Saturday, November 17, 2007

Obama's Social Security mistake

Paul Krugman explains why Obama is not suited for the Democratic nomination. He simply doesn't understand that Democrats cannot compromise with the Republican extremists who want to destroy America's middle class.

This started when Obama announced that as President he would deal with the "crisis" of Social Security. Yet there is no crisis! There are some accounting problems that will need to be dealt with sometime in the next decade or so, but that is all. No crisis. Social Security will not and cannot go broke. [*]

Here is Krugman's discussion: Mr. Obama’s Social Security mistake was, in fact, exactly what you’d expect from a candidate who promises to transcend partisanship in an age when that’s neither possible nor desirable.

To understand the nature of Mr. Obama’s mistake, you need to know something about the special role of Social Security in American political discourse.

Inside the Beltway, doomsaying about Social Security — declaring that the program as we know it can’t survive the onslaught of retiring baby boomers — is regarded as a sort of badge of seriousness, a way of showing how statesmanlike and tough-minded you are.
Obama has been played for a sucker by the conservatives, and he doesn't have enough experience to understand what he did.
the “everyone” who knows that Social Security is doomed doesn’t include anyone who actually understands the numbers. In fact, the whole Beltway obsession with the fiscal burden of an aging population is misguided.

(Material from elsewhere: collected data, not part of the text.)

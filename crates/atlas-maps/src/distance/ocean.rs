use std::collections::VecDeque;

use super::{DistanceMap, MAX_DISTANCE};
use crate::fields::ContinentField;
use crate::sampler::RasterSampler;

/// Open ocean.
pub const OCEAN: i8 = -1;
/// Ocean touching land in any of its 8 neighbours.
pub const COASTAL_OCEAN: i8 = -2;

/// Distance from every land pixel to the nearest ocean pixel.
///
/// Land pixels hold `1..=127`, or `0` when the map has no ocean at all.
/// Ocean pixels hold [`OCEAN`], or [`COASTAL_OCEAN`] when they border land.
#[derive(Clone, Debug)]
pub struct OceanDistanceCache {
    sampler: RasterSampler,
    map: DistanceMap,
}

impl OceanDistanceCache {
    pub fn build(continent: &ContinentField) -> Self {
        let sampler = continent.sampler().clone();
        let (width, height) = (sampler.width(), sampler.height());
        let mut map = DistanceMap::new(width, height);
        let mut explored = vec![false; width as usize * height as usize];
        let mut queue = VecDeque::new();

        for z in 0..height {
            for x in 0..width {
                if continent.is_ocean_pixel(x as i64, z as i64) {
                    map.set(x, z, OCEAN);
                    explored[map.index(x, z)] = true;
                    queue.push_back((x, z));
                }
            }
        }

        // Ocean parents count as distance zero, so coastal land starts at 1.
        map.propagate(queue, &mut explored, |d| {
            d.max(0).saturating_add(1).min(MAX_DISTANCE)
        });

        let coastal: Vec<(u32, u32)> = (0..height)
            .flat_map(|z| (0..width).map(move |x| (x, z)))
            .filter(|&(x, z)| {
                map.get(x, z) == OCEAN && map.neighbors(x, z).any(|(nx, nz)| map.get(nx, nz) > 0)
            })
            .collect();
        for &(x, z) in &coastal {
            map.set(x, z, COASTAL_OCEAN);
        }

        tracing::info!(width, height, coastal = coastal.len(), "Ocean distance cache built");
        Self { sampler, map }
    }

    pub fn map(&self) -> &DistanceMap {
        &self.map
    }

    /// Distance at grid point `(grid_x, grid_z)` for a point of the given kind.
    ///
    /// Land queries blend the corner distances with ocean corners counted as
    /// zero. Ocean queries return [`COASTAL_OCEAN`] if any corner is coastal,
    /// otherwise the smallest corner value.
    pub fn distance(&self, grid_x: i32, grid_z: i32, is_land: bool) -> i8 {
        let cell = self.sampler.cell(grid_x as f64, grid_z as f64);
        let corners = cell.corners().map(|(x, z)| self.map.get(x, z));
        if is_land {
            let blended = cell.blend(corners.map(|d| d.max(0) as f64));
            blended.round().max(0.0) as i8
        } else if corners.contains(&COASTAL_OCEAN) {
            COASTAL_OCEAN
        } else {
            corners.into_iter().min().unwrap_or(OCEAN)
        }
    }
}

As Peter Orszag, the director of the Congressional Budget Office, put it in a recent article co-authored with senior analyst Philip Ellis: “The long-term fiscal condition of the United States has been largely misdiagnosed. Despite all the attention paid to demographic challenges, such as the coming retirement of the baby-boom generation, our country’s financial health will in fact be determined primarily by the growth rate of per capita health care costs.”

How has conventional wisdom gotten this so wrong? Well, in large part it’s the result of decades of scare-mongering about Social Security’s future from conservative ideologues, whose ultimate goal is to undermine the program.

Thus, in 2005, the Bush administration tried to push through a combination of privatization and benefit cuts that would, over time, have reduced Social Security to nothing but a giant 401(k). The administration claimed that this was necessary to save the program, which officials insisted was “heading toward an iceberg.”

But the administration’s real motives were, in fact, ideological. The anti-tax activist Stephen Moore gave the game away when he described Social Security as “the soft underbelly of the welfare state,” and hailed the Bush plan as a way to put a “spear” through that soft underbelly.

Fortunately, the scare tactics failed. Democrats in Congress stood their ground; progressive analysts debunked, one after another, the phony arguments of the privatizers; and the public made it clear that it wants to preserve a basic safety net for retired Americans.

[Highlighting mine - Editor WTF-o]
How did Obama get suckered?
Why would he, in effect, play along with this new round of scare-mongering and devalue one of the great progressive victories of the Bush years?

I don’t believe Mr. Obama is a closet privatizer. He is, however, someone who keeps insisting that he can transcend the partisanship of our times — and in this case, that turned him into a sucker.

Mr. Obama wanted a way to distinguish himself from Hillary Clinton — and for Mr. Obama, who has said that the reason “we can’t tackle the big problems that demand solutions” is that “politics has become so bitter and partisan,” joining in the attack on Senator Clinton’s Social Security position must have seemed like a golden opportunity to sound forceful yet bipartisan.

But Social Security isn’t a big problem that demands a solution; it’s a small problem, way down the list of major issues facing America, that has nonetheless become an obsession of Beltway insiders. And on Social Security, as on many other issues, what Washington means by bipartisanship is mainly that everyone should come together to give conservatives what they want.

We all wish that American politics weren’t so bitter and partisan. But if you try to find common ground where none exists — which is the case for many issues today — you end up being played for a fool. And that’s what has just happened to Mr. Obama.
Obama just doesn't understand that it is impossible to compromise with people who are playing you for a sucker, and the conservatives have played the press and the Washington insiders for suckers on Social Security since they got FOX to spew their lies into the TV media.

I like Obama, but with his Kumbaya politics he s like a sheep who tries to negotiate with wolves regarding the menu for the evening meal. The wolves already know the menu, and if the sheep tries to negotiate, he has gotten too close to the wolves to avoid being on it.


[*] At the very worst, the annual income from the Social Security tax might drop to only 80% of projected benefits. In that case, the original Social Security Law stated that in the case projected benefits were expected to drop below expected income, then benefits would be reduced to a level so that the outgo did not exceed the income. Any deficit that extreme is so unlikely as to be considered impossible.

As it is, the FICA tax for Social Security is set higher than needed to pay current benefits and the excess is invested in the safest investment n the world - government bonds. If a government official says that the government will default on those bonds, he is committing malpractice. The cost in increased interest rates the government would have to pay to borrow money after that would far exceed the slight cost of just paying those bonds off when required.

This one you can take to the bank. There is no Social Security Crisis!